According to McClaren, McPherson told him, “You can stop this [the termination process] right now.” McClaren replied, “So can you.”
The SLRC has said that McPherson’s suit will probably be brought as a reverse discrimination action under the Civil Rights Act of 1964. McClaren has reported his case to the Equal Employment Opportunity Commission.
Memphis attorney Jack Smith will act as local counsel.
FLORIDA COMPANY SEIZES EMPLOYEE’S COTTON BLOSSOM
CLEARWATER, FL – A supervisor at a Florida ice cream plant has asked the SLRC to investigate the confiscation by company officials of a stalk of cotton he brought to work to show fellow employees.
The employee, who works at a Good Humor/Breyers plant in Clearwater, says he picked the single stalk of cotton on his way back from a family reunion in Georgia and brought it to work to show his colleagues, many of whom had never seen an actual cotton boll. He placed the cotton on his desk, left his work station and returned to find the cotton gone. A company human resources officer told him it had been removed because it “might cause disruption.”
“It was just an object, a boll of cotton,” the employee said. “I brought it to show around because to me it’s pretty. That was the only motive.”
The employee says he feels the company’s action was arbitrary and unwarranted, undermined his supervisory position, and casts an unfavorable light on his record as an employee, without foundation. He is appealing through company channels while the investigation goes forward.
SLRC SAYS HARDWICK LOWER COURT “ABUSED DISCRETION”
In a hard-hitting reply brief filed with the Fourth U.S. Circuit Court of Appeals, the SLRC has accused the court of original jurisdiction in the case of Hardwick vs. Heyward, the case challenging a South Carolina school system’s ban on Confederate symbols. The plaintiffs asked the lower court to grant a temporary restraining order, which would have had the effect of canceling the ban, and the court refused.

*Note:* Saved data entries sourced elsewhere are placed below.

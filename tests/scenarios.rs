use glam::Vec2;
use rand::SeedableRng;
use rand_pcg::Pcg32;

use sky_fighter::persistence::{MemoryStorage, Storage};
use sky_fighter::sim::{
    AchievementId, Bullet, Enemy, EnemyKind, GameEvent, GamePhase, GameSession, Viewport,
    tick,
};
use sky_fighter::{Command, Game, HighScore, Settings};

const DT: u32 = 16;

fn playing() -> (GameSession, Pcg32) {
    let mut state = GameSession::new(Viewport::default(), 0);
    state.start();
    (state, Pcg32::seed_from_u64(2024))
}

fn basic_at(x: f32, y: f32) -> Enemy {
    let mut e = Enemy::spawn(EnemyKind::Basic, 1, 390.0, 0.0);
    e.pos = Vec2::new(x, y);
    e
}

// ── Simulation scenarios ────────────────────────────────────────────────────

#[test]
fn fresh_game_tick_stays_empty() {
    let (mut state, mut rng) = playing();
    tick(&mut state, &mut rng, DT);
    assert!(state.enemies.is_empty());
    assert!(state.bullets.is_empty());
    assert!(state.power_ups.is_empty());
    assert_eq!(state.score, 0);
    assert_eq!(state.phase, GamePhase::Playing);
}

#[test]
fn bullet_on_basic_enemy_scores_a_kill() {
    let (mut state, mut rng) = playing();
    state.move_player(100.0, 100.0);
    state.enemies.push(basic_at(100.0, 100.0));
    state
        .bullets
        .push(Bullet::player(Vec2::new(100.0, 100.0), Vec2::new(0.0, -15.0)));

    tick(&mut state, &mut rng, DT);

    assert!(state.bullets.is_empty());
    assert!(state.enemies.is_empty());
    assert_eq!(state.score, 10);
    assert_eq!(state.enemies_killed, 1);
    assert!(state.achievements.get(AchievementId::FirstBlood).unlocked);
}

#[test]
fn shield_takes_the_hit() {
    let (mut state, mut rng) = playing();
    state.move_player(200.0, 600.0);
    state.player.has_shield = true;
    state.enemies.push(basic_at(200.0, 600.0));

    tick(&mut state, &mut rng, DT);

    assert!(!state.player.has_shield);
    assert!(state.enemies.is_empty());
    assert_eq!(state.player.health, 3);
}

#[test]
fn last_hit_point_ends_the_game() {
    let (mut state, mut rng) = playing();
    state.move_player(200.0, 600.0);
    state.player.health = 1;
    state.enemies.push(basic_at(200.0, 600.0));

    tick(&mut state, &mut rng, DT);

    assert_eq!(state.player.health, 0);
    assert_eq!(state.phase, GamePhase::GameOver);
}

#[test]
fn enemy_draw_on_threshold_picks_next_kind() {
    assert_eq!(EnemyKind::from_roll(0.6), EnemyKind::Fast);
    assert_eq!(EnemyKind::from_roll(0.95), EnemyKind::Heavy);
}

#[test]
fn crossing_level_threshold() {
    let (mut state, mut rng) = playing();
    state.score = 199;
    state.enemies.push(basic_at(200.0, 200.0));
    state
        .bullets
        .push(Bullet::player(Vec2::new(200.0, 200.0), Vec2::ZERO));

    tick(&mut state, &mut rng, DT);

    assert_eq!(state.score, 209);
    assert_eq!(state.level, 2);
    assert_eq!(state.achievements.get(AchievementId::AcePilot).progress, 2);
}

#[test]
fn escapes_never_push_score_negative() {
    let (mut state, mut rng) = playing();
    let h = state.viewport.height;
    for n in 0..5 {
        state.enemies.push(basic_at(40.0 + n as f32 * 60.0, h + 39.0));
    }
    tick(&mut state, &mut rng, DT);
    assert_eq!(state.score, 0);
    assert!(state.enemies.is_empty());
}

// ── Facade ──────────────────────────────────────────────────────────────────

fn quiet_settings(seed: u64) -> Settings {
    Settings {
        seed: Some(seed),
        auto_fire: false,
        ..Settings::default()
    }
}

#[test]
fn survivor_unlocks_after_a_minute() {
    let (mut state, _) = playing();
    for _ in 0..59 {
        state.survive_second();
    }
    let survivor = state.achievements.get(AchievementId::Survivor);
    assert_eq!(survivor.progress, 59);
    assert!(!survivor.unlocked);

    state.survive_second();
    let survivor = state.achievements.get(AchievementId::Survivor);
    assert_eq!(survivor.progress, 60);
    assert!(survivor.unlocked);
    assert!(state.drain_events().contains(&GameEvent::AchievementUnlocked {
        id: AchievementId::Survivor
    }));
}

#[test]
fn survival_seconds_follow_play_time() {
    let mut game = Game::new(quiet_settings(5), MemoryStorage::new());
    game.start();
    for _ in 0..30 {
        game.apply(Command::Advance { dt_ms: 100 });
    }
    assert_eq!(game.phase(), GamePhase::Playing);
    let session = game.session();
    assert_eq!(session.survival_secs, 3);
    assert_eq!(
        session.achievements.get(AchievementId::Survivor).progress,
        3
    );
}

#[test]
fn high_score_survives_between_games() {
    let mut storage = MemoryStorage::new();
    storage.set_value(HighScore::STORAGE_KEY, "75").unwrap();

    let mut game = Game::new(quiet_settings(9), storage);
    assert_eq!(game.session().high_score, 75);
    game.start();
    game.end();
    game.start();
    assert_eq!(game.session().high_score, 75);
    assert_eq!(game.session().score, 0);

    let storage = game.into_storage();
    assert_eq!(
        storage.get_value(HighScore::STORAGE_KEY),
        Ok(Some("75".to_string()))
    );
}

#[test]
fn paused_game_is_frozen() {
    let mut game = Game::new(quiet_settings(11), MemoryStorage::new());
    game.start();
    for _ in 0..40 {
        game.advance(100);
    }
    game.pause();
    let before = game.session().clone();
    for _ in 0..100 {
        game.advance(100);
        game.move_player(10.0, 10.0);
        game.shoot_bullet();
    }
    let after = game.session();
    assert_eq!(after.enemies, before.enemies);
    assert_eq!(after.bullets, before.bullets);
    assert_eq!(after.player, before.player);
    assert_eq!(after.time_ms, before.time_ms);
    assert_eq!(after.survival_secs, before.survival_secs);
}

The case has now been appealed to the Fourth Circuit, where it is expected to be heard later this fall.
The brief, authored by SLRC Chief Trial Counsel Kirk D. Lyons, says the school’s attorneys “hope to convince this court that, in terms of race relations and the Confederate flag, it is always 1950 at Latta High School” and adds, “In this fantastical world [the school board] would have the court believe that students … cannot tell the difference between a young lady’s peaceful and inoffensive display of a venerated ancestral icon and some mouthy, vulgar punk … “ Lyons, in his brief, goes on to say, “The [original] court … has unfortunately aided Appellees [the school board] in their attempts to circumvent the First Amendment … ignoring the substantial record [of non-disruption] prepared by Appellants [the student and her family]. It is unlikely that a better example of abuse of the [lower] Court’s discretion can be found,” the brief says.
The brief points out that there was no disruption caused by the wearing of Confederate-themed clothing at the school, whose student body is more than fifty per cent black, even though school officials used fear of such disruption to justify their ban. “The students at Latta High School have defied all the conventional wisdom on race and the Confederate Battle Flag by showing that they can be supportive and tolerant of a symbol that the pundits claim offends all African-Americans … [they] have shown, after three years of nonviolent, non-disruptive struggle with the administration over this issue that they deserve liberty. Give it to them,” the brief concludes.